Among their findings:
- While women earn 57.1 percent of college degrees, they represent just under 51 percent of law school applicants. About 3.4 percent of male college graduates apply to law school, and just 2.6 percent of women do so.
- Men are more likely to b admitted to law school than women, with a gap of almost four percentage points separating admittance rates. About 79.5 percent of male applicants were admitted compared to 75.8 percent of female applicants. This trend goes back to 2000, with the gap exceeding three percentage points for all but two years. Men tend to score better on the LSAT while women tend to have higher undergraduate GPAs.
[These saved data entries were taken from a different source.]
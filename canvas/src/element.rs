//! Design element model: the text and shape items placed on a product.
//!
//! An element is a box (`position` + `size`) with a color and a kind-specific
//! payload. The payload is a sum type, so a text element can never carry a
//! shape kind and a shape can never carry a font size. The kind is fixed at
//! creation; every other field is mutable through the store.

#[cfg(test)]
#[path = "element_test.rs"]
mod element_test;

use serde::{Deserialize, Serialize};
use uuid::Uuid;

use crate::consts::{
    DEFAULT_FONT_SIZE, DEFAULT_SHAPE_COLOR, DEFAULT_TEXT_COLOR, MIN_ELEMENT_SIZE, SHAPE_DEFAULT_SIZE,
    TEXT_DEFAULT_HEIGHT, TEXT_DEFAULT_WIDTH,
};

/// Unique identifier for a design element. Minted at creation, never reused.
pub type ElementId = Uuid;

/// Placeholder shown for a text element whose content is empty. Also the
/// content of a freshly placed text element.
pub const PLACEHOLDER_TEXT: &str = "Your Text";

/// Offset of an element's top-left corner from the canvas origin.
#[derive(Debug, Clone, Copy, PartialEq, Default, Serialize, Deserialize)]
pub struct Position {
    pub x: f64,
    pub y: f64,
}

impl Position {
    #[must_use]
    pub fn new(x: f64, y: f64) -> Self {
        Self { x, y }
    }

    /// This position shifted by `(dx, dy)`.
    #[must_use]
    pub fn offset(self, dx: f64, dy: f64) -> Self {
        Self { x: self.x + dx, y: self.y + dy }
    }
}

/// Width and height of an element box.
#[derive(Debug, Clone, Copy, PartialEq, Default, Serialize, Deserialize)]
pub struct Size {
    pub width: f64,
    pub height: f64,
}

impl Size {
    #[must_use]
    pub fn new(width: f64, height: f64) -> Self {
        Self { width, height }
    }

    /// This size with both dimensions floored at [`MIN_ELEMENT_SIZE`].
    #[must_use]
    pub fn clamped(self) -> Self {
        Self { width: self.width.max(MIN_ELEMENT_SIZE), height: self.height.max(MIN_ELEMENT_SIZE) }
    }
}

/// Product mockup the design is placed on.
#[derive(Debug, Clone, Copy, PartialEq, Eq, Hash, Default, Serialize, Deserialize)]
#[serde(rename_all = "camelCase")]
pub enum ProductType {
    #[default]
    TShirt,
    Shirt,
    Mug,
    Jug,
}

impl ProductType {
    /// Every product in selector order.
    pub const ALL: [Self; 4] = [Self::TShirt, Self::Shirt, Self::Mug, Self::Jug];

    /// Human-readable product name.
    #[must_use]
    pub fn label(self) -> &'static str {
        match self {
            Self::TShirt => "T-Shirt",
            Self::Shirt => "Shirt",
            Self::Mug => "Cup",
            Self::Jug => "Jug",
        }
    }

    /// The tag used for this product in the document model.
    #[must_use]
    pub fn as_str(self) -> &'static str {
        match self {
            Self::TShirt => "tShirt",
            Self::Shirt => "shirt",
            Self::Mug => "mug",
            Self::Jug => "jug",
        }
    }
}

/// Geometric primitive drawn by a shape element.
#[derive(Debug, Clone, Copy, PartialEq, Eq, Hash, Default, Serialize, Deserialize)]
#[serde(rename_all = "lowercase")]
pub enum ShapeKind {
    #[default]
    Rectangle,
    Circle,
    Triangle,
}

impl ShapeKind {
    pub const ALL: [Self; 3] = [Self::Rectangle, Self::Circle, Self::Triangle];

    #[must_use]
    pub fn as_str(self) -> &'static str {
        match self {
            Self::Rectangle => "rectangle",
            Self::Circle => "circle",
            Self::Triangle => "triangle",
        }
    }

    /// Parse a shape-kind name. Returns `None` for anything unrecognised.
    #[must_use]
    pub fn from_name(name: &str) -> Option<Self> {
        Self::ALL.into_iter().find(|kind| kind.as_str() == name)
    }
}

/// Variant tag of an element.
#[derive(Debug, Clone, Copy, PartialEq, Eq, Serialize, Deserialize)]
#[serde(rename_all = "lowercase")]
pub enum ElementKind {
    Text,
    Shape,
}

/// Payload of a text element.
#[derive(Debug, Clone, PartialEq, Serialize, Deserialize)]
#[serde(rename_all = "camelCase")]
pub struct TextAttrs {
    pub content: String,
    pub font_size: f64,
}

impl TextAttrs {
    /// The text to draw: the content, or the placeholder when it is empty.
    #[must_use]
    pub fn display_text(&self) -> &str {
        if self.content.is_empty() { PLACEHOLDER_TEXT } else { &self.content }
    }
}

impl Default for TextAttrs {
    fn default() -> Self {
        Self { content: PLACEHOLDER_TEXT.to_string(), font_size: DEFAULT_FONT_SIZE }
    }
}

/// Payload of a shape element.
#[derive(Debug, Clone, Copy, PartialEq, Eq, Default, Serialize, Deserialize)]
#[serde(rename_all = "camelCase")]
pub struct ShapeAttrs {
    pub shape_kind: ShapeKind,
}

/// Kind-specific part of an element.
#[derive(Debug, Clone, PartialEq, Serialize, Deserialize)]
#[serde(tag = "kind", rename_all = "lowercase")]
pub enum ElementBody {
    Text(TextAttrs),
    Shape(ShapeAttrs),
}

/// A placed item on the canvas.
#[derive(Debug, Clone, PartialEq, Serialize, Deserialize)]
pub struct DesignElement {
    pub id: ElementId,
    pub position: Position,
    pub size: Size,
    /// Any CSS-color-like string. Not validated.
    pub color: String,
    pub body: ElementBody,
}

impl DesignElement {
    /// A text element with the default box, content, font size and color.
    #[must_use]
    pub fn new_text(position: Position) -> Self {
        Self {
            id: Uuid::new_v4(),
            position,
            size: Size::new(TEXT_DEFAULT_WIDTH, TEXT_DEFAULT_HEIGHT),
            color: DEFAULT_TEXT_COLOR.to_string(),
            body: ElementBody::Text(TextAttrs::default()),
        }
    }

    /// A shape element of `shape_kind` with the default box and accent color.
    #[must_use]
    pub fn new_shape(position: Position, shape_kind: ShapeKind) -> Self {
        Self {
            id: Uuid::new_v4(),
            position,
            size: Size::new(SHAPE_DEFAULT_SIZE, SHAPE_DEFAULT_SIZE),
            color: DEFAULT_SHAPE_COLOR.to_string(),
            body: ElementBody::Shape(ShapeAttrs { shape_kind }),
        }
    }

    #[must_use]
    pub fn kind(&self) -> ElementKind {
        match self.body {
            ElementBody::Text(_) => ElementKind::Text,
            ElementBody::Shape(_) => ElementKind::Shape,
        }
    }

    #[must_use]
    pub fn as_text(&self) -> Option<&TextAttrs> {
        match &self.body {
            ElementBody::Text(text) => Some(text),
            ElementBody::Shape(_) => None,
        }
    }

    #[must_use]
    pub fn as_shape(&self) -> Option<&ShapeAttrs> {
        match &self.body {
            ElementBody::Shape(shape) => Some(shape),
            ElementBody::Text(_) => None,
        }
    }

    /// Whether the point `(x, y)` lies inside the element box, edges included.
    #[must_use]
    pub fn contains(&self, x: f64, y: f64) -> bool {
        x >= self.position.x
            && x <= self.position.x + self.size.width
            && y >= self.position.y
            && y <= self.position.y + self.size.height
    }
}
- Schools with the strongest employment placement rates enroll noticeably smaller percentages of women, while schools with lower placement rates have a higher female enrollment percentage.
The researchers wrote that the third leak seems to be new since 2011, and growing. Possible explanations include the reliance of LAT scores over other admissions factors, which puts women at a disadvantage; scholarships based on LSATs are awarded to men going to prestigious schools; and women may not negotiate as aggressively as men for scholarships.
Find the full report here.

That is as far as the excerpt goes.